Belgorod, une ville sous pression depuis une semaine

Il s’agit jusqu’à présent de l’attaque la plus meurtrière pour les civils en Russie depuis le début du conflit en février 2022. Kiev ne l’a pas commentée, mais elle semble s’inscrire dans le cadre d’une nouvelle tactique : répondre aux frappes sur les villes ukrainiennes par des frappes sur des villes russes.

« Attaquer Belgorod, c’est ce que l’Ukraine peut faire de façon simple », commente auprès du HuffPost le général Jérôme Pellistrandi, rédacteur en chef de la revue Défense nationale. « On est dans une bataille de la consommation : cela oblige les Russes à tirer un certain nombre de missiles », développe-t-il. « C’est aussi participer à épuiser la défense sol-air russe en la saturant, en Crimée ou le long de la frontière. »

Désormais, les habitants de Belgorod ne vivent plus des jours et nuits tranquilles. Mardi 2 janvier, la ville a été attaquée par quatre vagues de missiles ukrainiens, qui ont fait un mort et onze blessés. Ce jeudi 4 janvier, elle a été la cible d’une nouvelle série de bombardements ukrainiens en fin de journée, faisant deux blessés.

Luc Lacroix, ancien correspondant de France Télévisions à Moscou a partagé sur X des vidéos du bruit des défenses antiaérienne et des sirènes dans la ville russe de 335 000 habitants. Celle-ci reste en état d’alerte et ses écoles ont reçu l’ordre de prolonger leur fermeture pendant les vacances en raison du risque de nouvelles attaques. Ce vendredi 5 janvier, la mairie a même appelé les habitants à sécuriser leurs fenêtres face aux frappes ukrainiennes, et ceux qui le souhaitent peuvent évacuer la ville vers d’autres localités plus éloignées de la frontière.

Des opérations jusqu’à Moscou et l’Extrême-Orient russe

Malgré leur multiplication, Jérôme Pellistrandi voit plutôt dans ces attaques « un épiphénomène ». « Les Ukrainiens sont conscients que les frappes qu’ils effectuent ne vont pas changer le cours de la guerre, mais elles créent un climat d’incertitude notamment le long de la frontière et cela montre aux Russes qu’eux aussi peuvent frapper », souligne-t-il auprès du HuffPost.

Avant ces attaques sur Belgorod et la Crimée, plus tôt dans la guerre, l’Ukraine avait aussi déjà mené des opérations en Russie, de plus faible ampleur et à la portée plus symbolique.

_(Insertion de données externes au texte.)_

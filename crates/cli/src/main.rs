use std::process::ExitCode;

fn main() -> ExitCode {
    pulse_cli::run()
}
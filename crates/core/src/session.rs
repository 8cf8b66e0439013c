use std::collections::{HashMap, HashSet};
use std::sync::{Arc, Mutex, MutexGuard};

use crate::feedback::Rating;

/// Survey state for one user. Lives for the whole process; a finished
/// submission only marks its thread in `submitted_threads`, the other
/// fields stay live for the next survey.
#[derive(Clone, Debug, Default, PartialEq, Eq)]
pub struct FeedbackSession {
    pub display_name: Option<String>,
    /// Message id of the most recently rendered form. Overwritten on every
    /// render; the only handle for the confirmation edit.
    pub pending_form_ts: Option<String>,
    pub rating: Option<Rating>,
    pub comments: Option<String>,
    pub submitted_threads: HashSet<String>,
}

/// Session fields captured inside the claim's critical section, for the
/// finalizer's follow-up I/O.
#[derive(Clone, Debug, PartialEq, Eq)]
pub struct SubmissionSnapshot {
    pub display_name: Option<String>,
    pub rating: Rating,
    pub comments: Option<String>,
    pub pending_form_ts: Option<String>,
}

#[derive(Clone, Debug, PartialEq, Eq)]
pub enum SubmissionClaim {
    Accepted(SubmissionSnapshot),
    AlreadySubmitted,
    MissingRating,
}

/// Shared map of user id to session. All mutation goes through closure-scoped
/// critical sections; the lock is never held across I/O.
#[derive(Clone, Default)]
pub struct SessionStore {
    sessions: Arc<Mutex<HashMap<String, FeedbackSession>>>,
}

impl SessionStore {
    /// Mutates the user's session, creating it on first touch.
    pub fn update<T>(&self, user_id: &str, mutate: impl FnOnce(&mut FeedbackSession) -> T) -> T {
        let mut sessions = self.lock();
        let session = sessions.entry(user_id.to_string()).or_default();
        mutate(session)
    }

    /// Reads the user's session without creating one.
    pub fn peek<T>(&self, user_id: &str, read: impl FnOnce(&FeedbackSession) -> T) -> Option<T> {
        let sessions = self.lock();
        sessions.get(user_id).map(read)
    }

    pub fn has_submitted(&self, user_id: &str, thread_ts: &str) -> bool {
        self.peek(user_id, |session| session.submitted_threads.contains(thread_ts))
            .unwrap_or(false)
    }

    pub fn cached_display_name(&self, user_id: &str) -> Option<String> {
        self.peek(user_id, |session| session.display_name.clone()).flatten()
    }

    pub fn cache_display_name(&self, user_id: &str, display_name: impl Into<String>) {
        let display_name = display_name.into();
        self.update(user_id, |session| session.display_name = Some(display_name));
    }

    pub fn set_pending_form(&self, user_id: &str, form_ts: impl Into<String>) {
        let form_ts = form_ts.into();
        self.update(user_id, |session| session.pending_form_ts = Some(form_ts));
    }

    pub fn record_rating(&self, user_id: &str, rating: Rating) {
        self.update(user_id, |session| session.rating = Some(rating));
    }

    pub fn record_comments(&self, user_id: &str, comments: impl Into<String>) {
        let comments = comments.into();
        self.update(user_id, |session| session.comments = Some(comments));
    }

    /// Duplicate check, rating check, and thread registration in one critical
    /// section. Concurrent submits for the same (user, thread) race for the
    /// lock; exactly one observes the thread as unclaimed.
    pub fn claim_submission(&self, user_id: &str, thread_ts: &str) -> SubmissionClaim {
        let mut sessions = self.lock();
        let session = sessions.entry(user_id.to_string()).or_default();

        if session.submitted_threads.contains(thread_ts) {
            return SubmissionClaim::AlreadySubmitted;
        }
        let Some(rating) = session.rating else {
            return SubmissionClaim::MissingRating;
        };

        session.submitted_threads.insert(thread_ts.to_string());
        SubmissionClaim::Accepted(SubmissionSnapshot {
            display_name: session.display_name.clone(),
            rating,
            comments: session.comments.clone(),
            pending_form_ts: session.pending_form_ts.clone(),
        })
    }

    pub fn session_count(&self) -> usize {
        self.lock().len()
    }

    fn lock(&self) -> MutexGuard<'_, HashMap<String, FeedbackSession>> {
        match self.sessions.lock() {
            Ok(guard) => guard,
            Err(poisoned) => poisoned.into_inner(),
        }
    }
}
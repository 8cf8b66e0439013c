use std::{collections::HashMap, sync::Arc};

use async_trait::async_trait;
use thiserror::Error;

use pulse_core::config::DEFAULT_TRIGGER_PHRASE;
use pulse_core::Rating;

#[derive(Clone, Debug, PartialEq, Eq)]
pub struct SurveyEnvelope {
    pub envelope_id: String,
    pub event: SurveyEvent,
}

#[derive(Clone, Debug, PartialEq, Eq)]
pub enum SurveyEvent {
    Message(MessageEvent),
    PromptAccepted(PromptAcceptedEvent),
    RatingSelected(RatingSelectedEvent),
    CommentEdited(CommentEditedEvent),
    SubmitRequested(SubmitRequestedEvent),
    Unsupported { event_type: String },
}

impl SurveyEvent {
    pub fn event_type(&self) -> SurveyEventType {
        match self {
            Self::Message(_) => SurveyEventType::Message,
            Self::PromptAccepted(_) => SurveyEventType::PromptAccepted,
            Self::RatingSelected(_) => SurveyEventType::RatingSelected,
            Self::CommentEdited(_) => SurveyEventType::CommentEdited,
            Self::SubmitRequested(_) => SurveyEventType::SubmitRequested,
            Self::Unsupported { .. } => SurveyEventType::Unsupported,
        }
    }
}

#[derive(Clone, Debug, PartialEq, Eq, Hash)]
pub enum SurveyEventType {
    Message,
    PromptAccepted,
    RatingSelected,
    CommentEdited,
    SubmitRequested,
    Unsupported,
}

/// Channel message as delivered by the events API. `thread_ts` is the
/// message's own ts when it starts a thread.
#[derive(Clone, Debug, PartialEq, Eq)]
pub struct MessageEvent {
    pub channel_id: String,
    pub thread_ts: String,
    pub text: String,
}

/// Yes button click on the survey offer.
#[derive(Clone, Debug, PartialEq, Eq)]
pub struct PromptAcceptedEvent {
    pub user_id: String,
    pub channel_id: String,
    pub thread_ts: String,
}

#[derive(Clone, Debug, PartialEq, Eq)]
pub struct RatingSelectedEvent {
    pub user_id: String,
    pub rating: Rating,
}

#[derive(Clone, Debug, PartialEq, Eq)]
pub struct CommentEditedEvent {
    pub user_id: String,
    pub text: String,
}

/// Submit button click. `form_comments` is the text input's value from the
/// interaction's view-state snapshot, authoritative over any cached comment.
#[derive(Clone, Debug, PartialEq, Eq)]
pub struct SubmitRequestedEvent {
    pub user_id: String,
    pub channel_id: String,
    pub thread_ts: String,
    pub form_comments: Option<String>,
}

#[derive(Clone, Debug, PartialEq, Eq)]
pub struct EventContext {
    pub correlation_id: String,
}

impl Default for EventContext {
    fn default() -> Self {
        Self { correlation_id: "unknown-correlation-id".to_owned() }
    }
}

#[derive(Clone, Debug, PartialEq, Eq)]
pub enum HandlerResult {
    Processed,
    Ignored,
}

#[derive(Debug, Error, PartialEq, Eq)]
pub enum EventHandlerError {
    #[error("survey prompt failure: {0}")]
    Prompt(String),
    #[error("feedback form failure: {0}")]
    Form(String),
    #[error("feedback submission failure: {0}")]
    Submission(String),
}

#[derive(Debug, Error, PartialEq, Eq)]
pub enum DispatchError {
    #[error(transparent)]
    Handler(#[from] EventHandlerError),
}

#[async_trait]
pub trait EventHandler: Send + Sync {
    fn event_type(&self) -> SurveyEventType;
    async fn handle(
        &self,
        envelope: &SurveyEnvelope,
        ctx: &EventContext,
    ) -> Result<HandlerResult, EventHandlerError>;
}

#[derive(Default)]
pub struct EventDispatcher {
    handlers: HashMap<SurveyEventType, Arc<dyn EventHandler>>,
}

Moscou a ainsi été ciblée par plusieurs attaques de drones l’année dernière : sur le Kremlin en mai, des tours de bureaux fin juillet et début août ou encore près du ministère de la Défense en juillet.

Encore plus inattendu pour la Russie, Kiev avait mené début décembre 2023 une opération spéciale à des milliers de kilomètres du front, quand les services ukrainiens de sécurité avaient saboté des trains transportant du carburant en Bouriatie, dans l’Extrême-Orient russe.

Pour le général Pellistrandi, la répétition ce type d’opérations lointaines n’est pas à exclure dans le futur. « Il peut toujours y avoir des actions dans la profondeur, mais qui seront des actions des forces spéciales destinées à détruire des objectifs militaires. Ça passe essentiellement par des infiltrations au sol parce que l’Ukraine n’a pas les capacités d’envoyer des charges importantes dans la profondeur russe », estime-t-il.